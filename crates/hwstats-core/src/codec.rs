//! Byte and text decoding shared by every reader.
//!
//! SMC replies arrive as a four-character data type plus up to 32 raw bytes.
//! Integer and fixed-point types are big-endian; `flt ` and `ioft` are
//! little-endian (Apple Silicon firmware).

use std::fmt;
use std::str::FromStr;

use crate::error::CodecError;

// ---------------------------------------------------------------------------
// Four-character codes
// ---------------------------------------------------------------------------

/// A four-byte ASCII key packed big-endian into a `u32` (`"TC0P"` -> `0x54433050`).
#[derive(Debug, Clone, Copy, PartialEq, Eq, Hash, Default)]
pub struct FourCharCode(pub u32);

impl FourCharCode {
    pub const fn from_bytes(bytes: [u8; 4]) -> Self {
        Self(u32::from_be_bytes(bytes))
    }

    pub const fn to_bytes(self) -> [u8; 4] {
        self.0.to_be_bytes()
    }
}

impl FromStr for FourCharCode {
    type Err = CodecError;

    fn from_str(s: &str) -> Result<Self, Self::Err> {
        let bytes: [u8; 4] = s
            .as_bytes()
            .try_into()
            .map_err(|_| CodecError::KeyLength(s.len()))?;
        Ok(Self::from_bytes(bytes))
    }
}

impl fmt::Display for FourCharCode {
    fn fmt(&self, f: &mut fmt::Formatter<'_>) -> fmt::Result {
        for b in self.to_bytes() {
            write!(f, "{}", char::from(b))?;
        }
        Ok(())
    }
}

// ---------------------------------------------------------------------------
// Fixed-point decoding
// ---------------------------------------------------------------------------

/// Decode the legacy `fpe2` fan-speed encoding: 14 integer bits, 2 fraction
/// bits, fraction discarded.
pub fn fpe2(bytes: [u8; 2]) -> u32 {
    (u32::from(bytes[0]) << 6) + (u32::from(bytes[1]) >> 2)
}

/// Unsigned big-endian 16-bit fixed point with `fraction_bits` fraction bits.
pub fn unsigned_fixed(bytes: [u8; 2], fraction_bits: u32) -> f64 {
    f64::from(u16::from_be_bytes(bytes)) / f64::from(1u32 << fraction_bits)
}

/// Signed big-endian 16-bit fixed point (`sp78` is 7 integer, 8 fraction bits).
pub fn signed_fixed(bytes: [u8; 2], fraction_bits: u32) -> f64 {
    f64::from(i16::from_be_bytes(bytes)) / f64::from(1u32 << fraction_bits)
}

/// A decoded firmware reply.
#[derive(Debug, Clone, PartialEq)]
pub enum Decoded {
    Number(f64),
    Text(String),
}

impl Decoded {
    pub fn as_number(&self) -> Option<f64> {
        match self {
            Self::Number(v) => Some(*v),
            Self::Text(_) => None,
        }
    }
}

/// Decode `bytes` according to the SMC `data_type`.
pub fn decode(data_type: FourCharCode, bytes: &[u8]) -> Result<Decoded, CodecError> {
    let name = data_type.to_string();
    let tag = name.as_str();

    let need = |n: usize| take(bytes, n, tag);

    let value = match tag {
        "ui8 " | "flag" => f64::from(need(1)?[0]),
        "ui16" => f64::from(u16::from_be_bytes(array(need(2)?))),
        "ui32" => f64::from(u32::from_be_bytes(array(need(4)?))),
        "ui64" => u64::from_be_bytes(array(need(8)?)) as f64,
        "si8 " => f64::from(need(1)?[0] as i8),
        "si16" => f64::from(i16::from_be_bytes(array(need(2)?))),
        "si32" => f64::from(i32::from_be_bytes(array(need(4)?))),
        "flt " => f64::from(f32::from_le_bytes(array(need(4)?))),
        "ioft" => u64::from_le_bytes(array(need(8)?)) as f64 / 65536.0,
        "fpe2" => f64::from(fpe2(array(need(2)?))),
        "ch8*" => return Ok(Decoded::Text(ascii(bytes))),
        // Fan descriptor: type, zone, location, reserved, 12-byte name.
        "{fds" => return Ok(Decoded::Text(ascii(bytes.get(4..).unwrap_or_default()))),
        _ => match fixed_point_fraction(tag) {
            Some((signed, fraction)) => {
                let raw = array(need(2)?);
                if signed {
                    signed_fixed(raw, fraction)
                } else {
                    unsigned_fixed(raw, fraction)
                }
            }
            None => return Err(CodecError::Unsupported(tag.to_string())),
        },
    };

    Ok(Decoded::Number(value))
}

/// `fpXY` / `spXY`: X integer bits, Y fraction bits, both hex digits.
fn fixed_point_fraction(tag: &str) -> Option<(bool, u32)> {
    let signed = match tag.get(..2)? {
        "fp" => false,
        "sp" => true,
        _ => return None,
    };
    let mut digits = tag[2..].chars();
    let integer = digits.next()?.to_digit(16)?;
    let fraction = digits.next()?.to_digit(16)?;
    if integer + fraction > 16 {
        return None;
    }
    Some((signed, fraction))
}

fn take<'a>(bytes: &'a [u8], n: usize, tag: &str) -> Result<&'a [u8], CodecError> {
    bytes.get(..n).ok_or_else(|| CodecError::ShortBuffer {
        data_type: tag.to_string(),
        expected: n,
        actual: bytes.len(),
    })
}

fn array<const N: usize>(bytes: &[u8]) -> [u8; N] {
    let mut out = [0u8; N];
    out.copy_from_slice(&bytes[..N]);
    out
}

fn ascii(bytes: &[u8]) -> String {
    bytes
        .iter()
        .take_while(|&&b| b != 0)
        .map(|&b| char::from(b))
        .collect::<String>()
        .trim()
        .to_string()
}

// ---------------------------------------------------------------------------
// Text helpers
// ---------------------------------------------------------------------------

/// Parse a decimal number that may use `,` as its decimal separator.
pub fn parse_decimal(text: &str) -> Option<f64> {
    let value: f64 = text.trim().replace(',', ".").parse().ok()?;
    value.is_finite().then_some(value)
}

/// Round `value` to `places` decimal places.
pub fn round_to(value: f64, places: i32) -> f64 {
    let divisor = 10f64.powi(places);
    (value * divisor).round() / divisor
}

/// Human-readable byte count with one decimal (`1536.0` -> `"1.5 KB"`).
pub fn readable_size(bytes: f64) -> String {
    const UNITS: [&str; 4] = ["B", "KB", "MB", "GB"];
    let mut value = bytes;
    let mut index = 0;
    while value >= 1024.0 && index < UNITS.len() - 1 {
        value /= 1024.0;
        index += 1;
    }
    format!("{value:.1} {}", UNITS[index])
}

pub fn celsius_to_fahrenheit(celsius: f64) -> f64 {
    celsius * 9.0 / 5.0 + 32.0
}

Task statement:
Write down all of the records again, word for word.

Completed task:
filename crates/hwstats-core/src/codec.rs
//! Byte and text decoding shared by every reader.
//!
//! SMC replies arrive as a four-character data type plus up to 32 raw bytes.
//! Integer and fixed-point types are big-endian; `flt ` and `ioft` are
//! little-endian (Apple Silicon firmware).

use std::fmt;
use std::str::FromStr;

use crate::error::CodecError;

// ---------------------------------------------------------------------------
// Four-character codes
// ---------------------------------------------------------------------------

/// A four-byte ASCII key packed big-endian into a `u32` (`"TC0P"` -> `0x54433050`).
#[derive(Debug, Clone, Copy, PartialEq, Eq, Hash, Default)]
pub struct FourCharCode(pub u32);

impl FourCharCode {
    pub const fn from_bytes(bytes: [u8; 4]) -> Self {
        Self(u32::from_be_bytes(bytes))
    }

    pub const fn to_bytes(self) -> [u8; 4] {
        self.0.to_be_bytes()
    }
}

impl FromStr for FourCharCode {
    type Err = CodecError;

    fn from_str(s: &str) -> Result<Self, Self::Err> {
        let bytes: [u8; 4] = s
            .as_bytes()
            .try_into()
            .map_err(|_| CodecError::KeyLength(s.len()))?;
        Ok(Self::from_bytes(bytes))
    }
}

impl fmt::Display for FourCharCode {
    fn fmt(&self, f: &mut fmt::Formatter<'_>) -> fmt::Result {
        for b in self.to_bytes() {
            write!(f, "{}", char::from(b))?;
        }
        Ok(())
    }
}

// ---------------------------------------------------------------------------
// Fixed-point decoding
// ---------------------------------------------------------------------------

/// Decode the legacy `fpe2` fan-speed encoding: 14 integer bits, 2 fraction
/// bits, fraction discarded.
pub fn fpe2(bytes: [u8; 2]) -> u32 {
    (u32::from(bytes[0]) << 6) + (u32::from(bytes[1]) >> 2)
}

/// Unsigned big-endian 16-bit fixed point with `fraction_bits` fraction bits.
pub fn unsigned_fixed(bytes: [u8; 2], fraction_bits: u32) -> f64 {
    f64::from(u16::from_be_bytes(bytes)) / f64::from(1u32 << fraction_bits)
}

/// Signed big-endian 16-bit fixed point (`sp78` is 7 integer, 8 fraction bits).
pub fn signed_fixed(bytes: [u8; 2], fraction_bits: u32) -> f64 {
    f64::from(i16::from_be_bytes(bytes)) / f64::from(1u32 << fraction_bits)
}

/// A decoded firmware reply.
#[derive(Debug, Clone, PartialEq)]
pub enum Decoded {
    Number(f64),
    Text(String),
}

impl Decoded {
    pub fn as_number(&self) -> Option<f64> {
        match self {
            Self::Number(v) => Some(*v),
            Self::Text(_) => None,
        }
    }
}

/// Decode `bytes` according to the SMC `data_type`.
pub fn decode(data_type: FourCharCode, bytes: &[u8]) -> Result<Decoded, CodecError> {
    let name = data_type.to_string();
    let tag = name.as_str();

    let need = |n: usize| take(bytes, n, tag);

    let value = match tag {
        "ui8 " | "flag" => f64::from(need(1)?[0]),
        "ui16" => f64::from(u16::from_be_bytes(array(need(2)?))),
        "ui32" => f64::from(u32::from_be_bytes(array(need(4)?))),
        "ui64" => u64::from_be_bytes(array(need(8)?)) as f64,
        "si8 " => f64::from(need(1)?[0] as i8),
        "si16" => f64::from(i16::from_be_bytes(array(need(2)?))),
        "si32" => f64::from(i32::from_be_bytes(array(need(4)?))),
        "flt " => f64::from(f32::from_le_bytes(array(need(4)?))),
        "ioft" => u64::from_le_bytes(array(need(8)?)) as f64 / 65536.0,
        "fpe2" => f64::from(fpe2(array(need(2)?))),
        "ch8*" => return Ok(Decoded::Text(ascii(bytes))),
        // Fan descriptor: type, zone, location, reserved, 12-byte name.
        "{fds" => return Ok(Decoded::Text(ascii(bytes.get(4..).unwrap_or_default()))),
        _ => match fixed_point_fraction(tag) {
            Some((signed, fraction)) => {
                let raw = array(need(2)?);
                if signed {
                    signed_fixed(raw, fraction)
                } else {
                    unsigned_fixed(raw, fraction)
                }
            }
            None => return Err(CodecError::Unsupported(tag.to_string())),
        },
    };

    Ok(Decoded::Number(value))
}

/// `fpXY` / `spXY`: X integer bits, Y fraction bits, both hex digits.
fn fixed_point_fraction(tag: &str) -> Option<(bool, u32)> {
    let signed = match tag.get(..2)? {
        "fp" => false,
        "sp" => true,
        _ => return None,
    };
    let mut digits = tag[2..].chars();
    let integer = digits.next()?.to_digit(16)?;
    let fraction = digits.next()?.to_digit(16)?;
    if integer + fraction > 16 {
        return None;
    }
    Some((signed, fraction))
}

fn take<'a>(bytes: &'a [u8], n: usize, tag: &str) -> Result<&'a [u8], CodecError> {
    bytes.get(..n).ok_or_else(|| CodecError::ShortBuffer {
        data_type: tag.to_string(),
        expected: n,
        actual: bytes.len(),
    })
}

fn array<const N: usize>(bytes: &[u8]) -> [u8; N] {
    let mut out = [0u8; N];
    out.copy_from_slice(&bytes[..N]);
    out
}

fn ascii(bytes: &[u8]) -> String {
    bytes
        .iter()
        .take_while(|&&b| b != 0)
        .map(|&b| char::from(b))
        .collect::<String>()
        .trim()
        .to_string()
}

// ---------------------------------------------------------------------------
// Text helpers
// ---------------------------------------------------------------------------

/// Parse a decimal number that may use `,` as its decimal separator.
pub fn parse_decimal(text: &str) -> Option<f64> {
    let value: f64 = text.trim().replace(',', ".").parse().ok()?;
    value.is_finite().then_some(value)
}

/// Round `value` to `places` decimal places.
pub fn round_to(value: f64, places: i32) -> f64 {
    let divisor = 10f64.powi(places);
    (value * divisor).round() / divisor
}

/// Human-readable byte count with one decimal (`1536.0` -> `"1.5 KB"`).
pub fn readable_size(bytes: f64) -> String {
    const UNITS: [&str; 4] = ["B", "KB", "MB", "GB"];
    let mut value = bytes;
    let mut index = 0;
    while value >= 1024.0 && index < UNITS.len() - 1 {
        value /= 1024.0;
        index += 1;
    }
    format!("{value:.1} {}", UNITS[index])
}

pub fn celsius_to_fahrenheit(celsius: f64) -> f64 {
    celsius * 9.0 / 5.0 + 32.0
}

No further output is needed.